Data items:
____________________

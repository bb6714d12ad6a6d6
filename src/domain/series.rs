//! Series and episode types.
//!
//! These mirror the JSON shape exchanged with the generation service, so
//! field names are camelCase on the wire. Every field is required: a missing
//! field is a deserialisation error, never a default.

use serde::{Deserialize, Serialize};

/// One narrative unit within a series
#[derive(Debug, Clone, PartialEq, Eq, Serialize, Deserialize)]
#[serde(rename_all = "camelCase")]
pub struct Episode {
    /// Episode title
    pub title: String,

    /// Opening hook that grabs the viewer
    pub hook: String,

    /// Short description of the story told
    pub narrative: String,

    /// The scene the episode is built around
    pub key_scene: String,

    /// What the story teaches about money today
    pub modern_lesson: String,
}

impl Episode {
    /// Create a new episode
    pub fn new(
        title: impl Into<String>,
        hook: impl Into<String>,
        narrative: impl Into<String>,
        key_scene: impl Into<String>,
        modern_lesson: impl Into<String>,
    ) -> Self {
        Self {
            title: title.into(),
            hook: hook.into(),
            narrative: narrative.into(),
            key_scene: key_scene.into(),
            modern_lesson: modern_lesson.into(),
        }
    }
}

/// A themed collection of episodes
#[derive(Debug, Clone, PartialEq, Eq, Serialize, Deserialize)]
pub struct Series {
    /// Series title
    pub title: String,

    /// One-paragraph pitch
    pub description: String,

    /// Episodes in broadcast order
    pub episodes: Vec<Episode>,
}

impl Series {
    /// Create a series with no episodes
    pub fn new(title: impl Into<String>, description: impl Into<String>) -> Self {
        Self {
            title: title.into(),
            description: description.into(),
            episodes: Vec::new(),
        }
    }

    /// Append an episode
    pub fn with_episode(mut self, episode: Episode) -> Self {
        self.episodes.push(episode);
        self
    }

    /// Append several episodes
    pub fn with_episodes(mut self, episodes: impl IntoIterator<Item = Episode>) -> Self {
        self.episodes.extend(episodes);
        self
    }

    /// Parse a series from its JSON representation
    pub fn from_json(json: &str) -> serde_json::Result<Self> {
        serde_json::from_str(json)
    }
}

/// Wire-level payload returned by a generation call
#[derive(Debug, Clone, Default, PartialEq, Eq, Serialize, Deserialize)]
#[serde(rename_all = "camelCase")]
pub struct GenerationResult {
    /// Newly generated series, in the order the model returned them
    pub new_series: Vec<Series>,
}

impl GenerationResult {
    /// Number of series in the result
    pub fn len(&self) -> usize {
        self.new_series.len()
    }

    /// Whether the result holds no series
    pub fn is_empty(&self) -> bool {
        self.new_series.is_empty()
    }
}
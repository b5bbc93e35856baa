//! HTTP gateway to the orchestrator API.
//!
//! Uses browser `fetch()` via gloo-net for WASM compatibility.
//! Non-2xx responses are errors; bodies are decoded in [`super::wire`].

use async_trait::async_trait;
use gloo_net::http::{Request, Response};
use js_sys::{Array, Uint8Array};
use wasm_bindgen::JsValue;
use web_sys::{Blob, BlobPropertyBag, FormData};

use aura_core::ports::*;
use aura_types::{
    ConsoleError, Result,
    config::ClientConfig,
    dataset::{DatasetContext, DatasetUpload},
};
use super::wire::{self, ApiApprovalRequest, ApiQueryRequest, ApiSessionRequest};

pub struct HttpGateway {
    config: ClientConfig,
}

impl HttpGateway {
    pub fn new(config: ClientConfig) -> Self {
        Self { config }
    }

    fn url(&self, path: &str) -> String {
        self.config.endpoint(path)
    }
}

#[async_trait(?Send)]
impl GatewayPort for HttpGateway {
    async fn create_session(&self, user_id: &str) -> Result<SessionGrant> {
        let response = Request::post(&self.url("sessions"))
            .json(&ApiSessionRequest { user_id })
            .map_err(network)?
            .send()
            .await
            .map_err(network)?;
        wire::decode_session(&read_body(response).await?)
    }

    async fn send_query(&self, req: QueryRequest) -> Result<QueryResponse> {
        let response = Request::post(&self.url("orchestrator/query"))
            .json(&ApiQueryRequest::from(&req))
            .map_err(network)?
            .send()
            .await
            .map_err(network)?;
        wire::decode_query_response(&read_body(response).await?)
    }

    async fn upload_dataset(&self, upload: DatasetUpload) -> Result<DatasetContext> {
        let form = multipart(&upload)?;
        let response = Request::post(&self.url("data/upload"))
            .body(form)
            .map_err(network)?
            .send()
            .await
            .map_err(network)?;
        wire::decode_dataset(&read_body(response).await?)
    }

    async fn approve_order(&self, order_id: &str, session_id: &str) -> Result<bool> {
        let response = Request::post(&self.url(&format!("orders/{}/approve", order_id)))
            .json(&ApiApprovalRequest { session_id })
            .map_err(network)?
            .send()
            .await
            .map_err(network)?;
        wire::decode_approval(&read_body(response).await?)
    }

    async fn check_health(&self) -> Result<HealthStatus> {
        let response = Request::get(&self.url("health/"))
            .send()
            .await
            .map_err(network)?;
        wire::decode_health(&read_body(response).await?)
    }
}

fn network(e: gloo_net::Error) -> ConsoleError {
    ConsoleError::Network(e.to_string())
}

fn js_err(e: JsValue) -> ConsoleError {
    ConsoleError::JsInterop(format!("{:?}", e))
}

/// The response text, or `ConsoleError::Http` for a non-2xx status.
async fn read_body(response: Response) -> Result<String> {
    if !response.ok() {
        let status = response.status();
        let body = response
            .text()
            .await
            .unwrap_or_else(|_| "unknown error".to_string());
        return Err(ConsoleError::Http { status, body });
    }
    response.text().await.map_err(network)
}

/// `multipart/form-data` with the file under the `file` field.
fn multipart(upload: &DatasetUpload) -> Result<FormData> {
    let bytes = Uint8Array::from(upload.bytes.as_slice());
    let parts = Array::of1(&bytes);
    let options = BlobPropertyBag::new();
    if let Some(content_type) = &upload.content_type {
        options.set_type(content_type);
    }
    let blob = Blob::new_with_u8_array_sequence_and_options(&parts, &options).map_err(js_err)?;
    let form = FormData::new().map_err(js_err)?;
    form.append_with_blob_and_filename("file", &blob, &upload.filename)
        .map_err(js_err)?;
    Ok(form)
}
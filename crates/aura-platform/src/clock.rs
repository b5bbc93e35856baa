//! Browser timer clock for the staged reveal.

use async_trait::async_trait;
use gloo_timers::future::TimeoutFuture;

use aura_core::ports::ClockPort;

pub struct TimerClock;

#[async_trait(?Send)]
impl ClockPort for TimerClock {
    async fn sleep(&self, ms: u64) {
        if ms == 0 {
            return;
        }
        TimeoutFuture::new(ms.min(u32::MAX as u64) as u32).await;
    }
}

____________________

About this task: Each line in the data that holds the string "post" needs to be copied.

Answer box:
        let response = Request::post(&self.url("sessions"))
        let response = Request::post(&self.url("orchestrator/query"))
        let response = Request::post(&self.url("data/upload"))
        let response = Request::post(&self.url(&format!("orders/{}/approve", order_id)))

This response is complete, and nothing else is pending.